- [What the task requires]: Copy all the lines of the data that include the word "existing".

- [Data provided]:
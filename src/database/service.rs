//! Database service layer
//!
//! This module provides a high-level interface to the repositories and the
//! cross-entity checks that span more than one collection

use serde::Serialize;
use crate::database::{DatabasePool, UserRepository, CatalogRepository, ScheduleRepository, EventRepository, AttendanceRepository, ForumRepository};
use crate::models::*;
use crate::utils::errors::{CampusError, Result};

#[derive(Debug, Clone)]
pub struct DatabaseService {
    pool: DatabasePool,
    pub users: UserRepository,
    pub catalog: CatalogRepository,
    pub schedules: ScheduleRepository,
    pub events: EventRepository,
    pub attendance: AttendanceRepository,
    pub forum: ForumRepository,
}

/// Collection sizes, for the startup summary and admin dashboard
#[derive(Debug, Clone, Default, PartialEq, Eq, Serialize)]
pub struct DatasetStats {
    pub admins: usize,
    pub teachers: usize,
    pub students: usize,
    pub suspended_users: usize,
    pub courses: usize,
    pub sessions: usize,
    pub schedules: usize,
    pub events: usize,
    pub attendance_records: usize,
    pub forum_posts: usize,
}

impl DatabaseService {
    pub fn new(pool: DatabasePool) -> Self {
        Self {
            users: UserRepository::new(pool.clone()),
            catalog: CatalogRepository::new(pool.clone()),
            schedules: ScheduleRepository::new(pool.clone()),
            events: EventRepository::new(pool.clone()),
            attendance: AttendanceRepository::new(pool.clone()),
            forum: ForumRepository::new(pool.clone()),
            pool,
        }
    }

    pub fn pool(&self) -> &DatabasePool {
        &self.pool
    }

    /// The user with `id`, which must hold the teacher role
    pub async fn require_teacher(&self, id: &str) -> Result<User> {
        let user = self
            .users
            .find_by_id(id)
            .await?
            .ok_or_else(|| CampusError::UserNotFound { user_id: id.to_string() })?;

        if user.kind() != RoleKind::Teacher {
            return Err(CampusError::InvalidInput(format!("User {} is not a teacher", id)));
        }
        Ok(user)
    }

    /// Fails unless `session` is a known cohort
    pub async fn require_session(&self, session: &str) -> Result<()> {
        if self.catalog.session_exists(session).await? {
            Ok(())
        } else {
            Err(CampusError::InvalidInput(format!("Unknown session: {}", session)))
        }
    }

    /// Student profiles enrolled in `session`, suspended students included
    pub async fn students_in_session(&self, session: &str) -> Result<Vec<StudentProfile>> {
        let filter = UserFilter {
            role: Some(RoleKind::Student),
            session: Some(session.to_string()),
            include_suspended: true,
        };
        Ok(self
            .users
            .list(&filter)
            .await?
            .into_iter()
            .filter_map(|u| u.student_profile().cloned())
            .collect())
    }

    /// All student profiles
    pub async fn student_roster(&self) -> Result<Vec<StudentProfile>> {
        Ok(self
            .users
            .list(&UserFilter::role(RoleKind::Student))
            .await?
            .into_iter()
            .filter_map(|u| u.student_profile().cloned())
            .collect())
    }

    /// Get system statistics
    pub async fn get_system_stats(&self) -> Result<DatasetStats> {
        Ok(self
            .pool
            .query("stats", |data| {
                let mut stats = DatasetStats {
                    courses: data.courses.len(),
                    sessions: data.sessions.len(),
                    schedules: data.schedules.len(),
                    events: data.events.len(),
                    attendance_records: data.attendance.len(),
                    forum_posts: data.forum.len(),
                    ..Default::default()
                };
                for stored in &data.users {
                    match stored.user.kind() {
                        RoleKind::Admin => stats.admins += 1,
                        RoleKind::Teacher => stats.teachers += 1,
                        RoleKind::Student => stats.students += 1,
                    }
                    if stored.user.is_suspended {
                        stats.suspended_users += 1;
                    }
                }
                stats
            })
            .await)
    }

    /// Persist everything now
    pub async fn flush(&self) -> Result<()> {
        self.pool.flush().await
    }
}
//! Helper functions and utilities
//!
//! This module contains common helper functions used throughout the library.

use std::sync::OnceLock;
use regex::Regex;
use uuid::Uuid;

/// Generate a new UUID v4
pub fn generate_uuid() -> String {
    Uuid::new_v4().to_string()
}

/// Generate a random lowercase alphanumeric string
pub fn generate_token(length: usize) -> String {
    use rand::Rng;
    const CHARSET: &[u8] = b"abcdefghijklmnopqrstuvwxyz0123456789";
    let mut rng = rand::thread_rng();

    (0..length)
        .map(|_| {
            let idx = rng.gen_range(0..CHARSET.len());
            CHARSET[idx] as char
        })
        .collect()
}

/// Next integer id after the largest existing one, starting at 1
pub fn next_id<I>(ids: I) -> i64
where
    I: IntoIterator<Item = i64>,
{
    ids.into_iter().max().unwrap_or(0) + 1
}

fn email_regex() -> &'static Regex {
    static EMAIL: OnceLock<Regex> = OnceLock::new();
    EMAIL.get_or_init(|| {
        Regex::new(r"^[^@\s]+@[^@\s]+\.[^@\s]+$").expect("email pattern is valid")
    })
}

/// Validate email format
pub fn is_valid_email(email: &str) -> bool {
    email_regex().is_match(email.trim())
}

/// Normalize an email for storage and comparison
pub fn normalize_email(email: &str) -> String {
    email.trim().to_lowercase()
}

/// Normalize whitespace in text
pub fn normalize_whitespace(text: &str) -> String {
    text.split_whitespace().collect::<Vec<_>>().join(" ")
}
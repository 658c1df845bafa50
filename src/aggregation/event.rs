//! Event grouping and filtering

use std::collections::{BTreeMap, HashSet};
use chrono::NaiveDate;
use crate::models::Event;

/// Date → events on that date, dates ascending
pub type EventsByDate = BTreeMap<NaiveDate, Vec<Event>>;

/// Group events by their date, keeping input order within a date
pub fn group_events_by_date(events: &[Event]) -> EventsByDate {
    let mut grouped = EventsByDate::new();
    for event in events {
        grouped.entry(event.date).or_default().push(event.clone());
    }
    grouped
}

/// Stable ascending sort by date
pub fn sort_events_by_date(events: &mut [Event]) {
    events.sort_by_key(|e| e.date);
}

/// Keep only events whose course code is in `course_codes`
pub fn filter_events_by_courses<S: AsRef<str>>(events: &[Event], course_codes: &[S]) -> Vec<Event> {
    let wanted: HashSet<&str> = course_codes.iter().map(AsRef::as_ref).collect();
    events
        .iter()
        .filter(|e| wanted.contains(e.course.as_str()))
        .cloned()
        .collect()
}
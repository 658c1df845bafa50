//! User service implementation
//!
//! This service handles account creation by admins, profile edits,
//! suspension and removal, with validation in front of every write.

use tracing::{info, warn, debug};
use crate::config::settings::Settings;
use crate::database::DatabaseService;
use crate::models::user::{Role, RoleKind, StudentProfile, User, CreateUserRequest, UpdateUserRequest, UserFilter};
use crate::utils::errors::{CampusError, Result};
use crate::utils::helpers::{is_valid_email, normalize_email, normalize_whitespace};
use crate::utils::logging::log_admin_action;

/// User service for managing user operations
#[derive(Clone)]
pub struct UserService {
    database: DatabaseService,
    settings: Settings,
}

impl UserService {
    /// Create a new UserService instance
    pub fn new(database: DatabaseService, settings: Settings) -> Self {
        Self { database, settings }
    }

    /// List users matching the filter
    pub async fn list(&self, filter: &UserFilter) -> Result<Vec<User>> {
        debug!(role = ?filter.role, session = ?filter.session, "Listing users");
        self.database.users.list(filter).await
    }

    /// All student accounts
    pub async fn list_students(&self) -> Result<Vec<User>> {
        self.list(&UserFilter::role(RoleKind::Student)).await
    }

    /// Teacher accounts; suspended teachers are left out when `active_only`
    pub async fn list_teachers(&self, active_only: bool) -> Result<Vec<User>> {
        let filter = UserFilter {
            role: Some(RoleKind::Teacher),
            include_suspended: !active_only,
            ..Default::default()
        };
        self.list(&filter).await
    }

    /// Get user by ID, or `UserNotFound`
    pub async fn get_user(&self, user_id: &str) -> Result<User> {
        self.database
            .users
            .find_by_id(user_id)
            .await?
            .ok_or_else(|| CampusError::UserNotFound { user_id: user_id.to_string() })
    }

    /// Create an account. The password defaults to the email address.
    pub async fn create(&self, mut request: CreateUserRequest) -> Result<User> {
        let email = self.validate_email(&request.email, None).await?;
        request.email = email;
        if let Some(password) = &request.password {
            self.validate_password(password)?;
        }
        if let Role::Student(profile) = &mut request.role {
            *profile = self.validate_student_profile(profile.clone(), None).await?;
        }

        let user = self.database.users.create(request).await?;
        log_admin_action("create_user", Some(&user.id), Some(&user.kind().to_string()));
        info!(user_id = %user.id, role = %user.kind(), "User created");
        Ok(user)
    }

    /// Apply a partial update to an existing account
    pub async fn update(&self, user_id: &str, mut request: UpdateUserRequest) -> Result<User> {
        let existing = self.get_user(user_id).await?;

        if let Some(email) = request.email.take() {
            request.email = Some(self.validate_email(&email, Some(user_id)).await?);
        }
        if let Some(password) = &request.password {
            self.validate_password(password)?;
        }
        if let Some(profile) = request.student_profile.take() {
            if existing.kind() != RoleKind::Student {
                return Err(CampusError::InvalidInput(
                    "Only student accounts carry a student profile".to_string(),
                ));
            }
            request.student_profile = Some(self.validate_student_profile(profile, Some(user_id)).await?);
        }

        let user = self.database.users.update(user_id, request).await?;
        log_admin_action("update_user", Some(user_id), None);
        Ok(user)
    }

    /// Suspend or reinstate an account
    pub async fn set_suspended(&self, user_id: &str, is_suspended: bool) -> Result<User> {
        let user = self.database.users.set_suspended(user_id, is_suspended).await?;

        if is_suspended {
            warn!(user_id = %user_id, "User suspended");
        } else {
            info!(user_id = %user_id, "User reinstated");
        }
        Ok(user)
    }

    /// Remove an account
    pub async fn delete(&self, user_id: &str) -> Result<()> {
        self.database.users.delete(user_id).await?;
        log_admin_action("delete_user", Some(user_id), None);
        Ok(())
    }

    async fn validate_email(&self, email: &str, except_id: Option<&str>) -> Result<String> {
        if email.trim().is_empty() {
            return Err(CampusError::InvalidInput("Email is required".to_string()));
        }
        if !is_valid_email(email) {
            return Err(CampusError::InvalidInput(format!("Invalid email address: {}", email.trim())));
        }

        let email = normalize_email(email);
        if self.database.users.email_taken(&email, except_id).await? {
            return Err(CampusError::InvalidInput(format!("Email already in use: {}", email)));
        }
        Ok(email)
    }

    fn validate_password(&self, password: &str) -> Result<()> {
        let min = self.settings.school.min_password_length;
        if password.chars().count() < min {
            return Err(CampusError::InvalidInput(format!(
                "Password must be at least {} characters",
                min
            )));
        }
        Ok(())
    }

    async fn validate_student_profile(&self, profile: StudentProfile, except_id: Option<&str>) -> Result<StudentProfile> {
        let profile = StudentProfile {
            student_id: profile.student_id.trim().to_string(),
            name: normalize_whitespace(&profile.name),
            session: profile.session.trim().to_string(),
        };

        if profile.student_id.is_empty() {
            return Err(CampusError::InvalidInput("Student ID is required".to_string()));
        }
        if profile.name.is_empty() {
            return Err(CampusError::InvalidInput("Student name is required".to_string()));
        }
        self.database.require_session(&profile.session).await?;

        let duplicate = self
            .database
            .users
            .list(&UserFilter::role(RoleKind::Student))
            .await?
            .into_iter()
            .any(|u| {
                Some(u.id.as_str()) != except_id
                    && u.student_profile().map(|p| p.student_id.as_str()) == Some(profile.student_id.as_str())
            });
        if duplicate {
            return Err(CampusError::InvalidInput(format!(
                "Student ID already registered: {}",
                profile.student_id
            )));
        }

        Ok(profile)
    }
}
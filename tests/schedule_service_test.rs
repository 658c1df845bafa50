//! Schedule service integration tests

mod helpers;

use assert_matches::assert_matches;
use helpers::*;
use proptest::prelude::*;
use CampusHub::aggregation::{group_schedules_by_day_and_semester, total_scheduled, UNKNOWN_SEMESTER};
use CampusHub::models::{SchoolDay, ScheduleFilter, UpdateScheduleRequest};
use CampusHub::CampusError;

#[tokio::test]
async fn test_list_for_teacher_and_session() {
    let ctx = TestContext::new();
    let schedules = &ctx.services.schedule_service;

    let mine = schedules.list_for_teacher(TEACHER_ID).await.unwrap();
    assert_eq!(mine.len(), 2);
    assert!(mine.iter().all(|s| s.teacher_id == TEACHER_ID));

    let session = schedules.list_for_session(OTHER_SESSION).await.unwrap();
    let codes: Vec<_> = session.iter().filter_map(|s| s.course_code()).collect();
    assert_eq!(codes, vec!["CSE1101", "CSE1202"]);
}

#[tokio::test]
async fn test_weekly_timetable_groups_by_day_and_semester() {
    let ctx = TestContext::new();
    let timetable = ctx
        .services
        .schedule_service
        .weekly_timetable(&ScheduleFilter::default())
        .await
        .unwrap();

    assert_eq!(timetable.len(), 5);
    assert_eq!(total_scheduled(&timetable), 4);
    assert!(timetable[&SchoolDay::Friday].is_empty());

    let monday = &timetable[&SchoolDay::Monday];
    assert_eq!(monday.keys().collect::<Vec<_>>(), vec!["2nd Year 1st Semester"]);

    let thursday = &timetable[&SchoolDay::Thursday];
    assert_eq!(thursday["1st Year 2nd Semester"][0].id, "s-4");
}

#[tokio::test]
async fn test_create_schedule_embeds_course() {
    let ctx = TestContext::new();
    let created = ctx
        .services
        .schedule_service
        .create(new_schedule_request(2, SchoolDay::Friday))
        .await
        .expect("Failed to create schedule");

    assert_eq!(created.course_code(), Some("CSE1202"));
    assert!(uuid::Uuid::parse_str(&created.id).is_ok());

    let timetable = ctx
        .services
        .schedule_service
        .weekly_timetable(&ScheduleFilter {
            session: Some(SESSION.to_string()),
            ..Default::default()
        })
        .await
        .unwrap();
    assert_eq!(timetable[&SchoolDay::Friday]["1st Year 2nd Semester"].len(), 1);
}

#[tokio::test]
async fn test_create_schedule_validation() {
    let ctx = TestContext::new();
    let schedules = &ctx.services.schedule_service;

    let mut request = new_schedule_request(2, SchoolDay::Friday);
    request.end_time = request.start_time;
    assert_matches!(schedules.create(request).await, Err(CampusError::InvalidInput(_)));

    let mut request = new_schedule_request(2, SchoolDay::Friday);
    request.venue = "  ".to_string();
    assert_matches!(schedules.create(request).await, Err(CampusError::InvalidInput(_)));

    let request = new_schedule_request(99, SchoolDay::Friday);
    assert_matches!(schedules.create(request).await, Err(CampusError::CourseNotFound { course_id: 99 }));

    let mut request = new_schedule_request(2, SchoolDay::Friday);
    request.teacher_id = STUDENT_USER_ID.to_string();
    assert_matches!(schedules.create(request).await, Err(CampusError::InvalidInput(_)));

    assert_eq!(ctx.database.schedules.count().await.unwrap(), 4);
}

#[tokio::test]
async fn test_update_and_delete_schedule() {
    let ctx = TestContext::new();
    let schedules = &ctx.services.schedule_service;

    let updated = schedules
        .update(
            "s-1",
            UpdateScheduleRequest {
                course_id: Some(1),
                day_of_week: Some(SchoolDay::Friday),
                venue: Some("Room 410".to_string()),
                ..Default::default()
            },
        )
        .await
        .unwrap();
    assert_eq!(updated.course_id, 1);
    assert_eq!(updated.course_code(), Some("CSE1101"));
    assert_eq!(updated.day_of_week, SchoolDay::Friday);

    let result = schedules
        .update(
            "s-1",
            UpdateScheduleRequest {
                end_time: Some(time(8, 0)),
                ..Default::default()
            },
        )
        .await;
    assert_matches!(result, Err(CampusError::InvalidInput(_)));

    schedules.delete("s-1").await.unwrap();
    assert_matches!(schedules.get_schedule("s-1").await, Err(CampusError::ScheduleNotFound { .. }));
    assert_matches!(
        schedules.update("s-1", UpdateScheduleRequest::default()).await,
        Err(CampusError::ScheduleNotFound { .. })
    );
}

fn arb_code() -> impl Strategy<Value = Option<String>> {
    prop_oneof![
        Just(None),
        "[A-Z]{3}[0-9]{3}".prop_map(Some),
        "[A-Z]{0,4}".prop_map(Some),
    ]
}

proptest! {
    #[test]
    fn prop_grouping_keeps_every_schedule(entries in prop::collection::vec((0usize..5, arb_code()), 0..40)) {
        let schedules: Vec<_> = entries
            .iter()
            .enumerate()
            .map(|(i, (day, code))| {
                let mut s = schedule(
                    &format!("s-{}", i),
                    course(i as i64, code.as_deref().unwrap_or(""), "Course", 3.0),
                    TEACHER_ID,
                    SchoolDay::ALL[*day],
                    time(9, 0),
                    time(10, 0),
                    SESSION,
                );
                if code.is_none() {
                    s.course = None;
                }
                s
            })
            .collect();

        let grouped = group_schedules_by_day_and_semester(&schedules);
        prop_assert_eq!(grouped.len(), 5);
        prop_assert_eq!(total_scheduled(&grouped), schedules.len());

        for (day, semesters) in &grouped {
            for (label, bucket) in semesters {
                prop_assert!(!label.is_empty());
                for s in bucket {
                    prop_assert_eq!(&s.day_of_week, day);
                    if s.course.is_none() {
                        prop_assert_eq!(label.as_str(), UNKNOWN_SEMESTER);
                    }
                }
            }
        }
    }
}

- [Answer box]:
/// Next integer id after the largest existing one, starting at 1
    /// Apply a partial update to an existing account
        let existing = self.get_user(user_id).await?;
            if existing.kind() != RoleKind::Student {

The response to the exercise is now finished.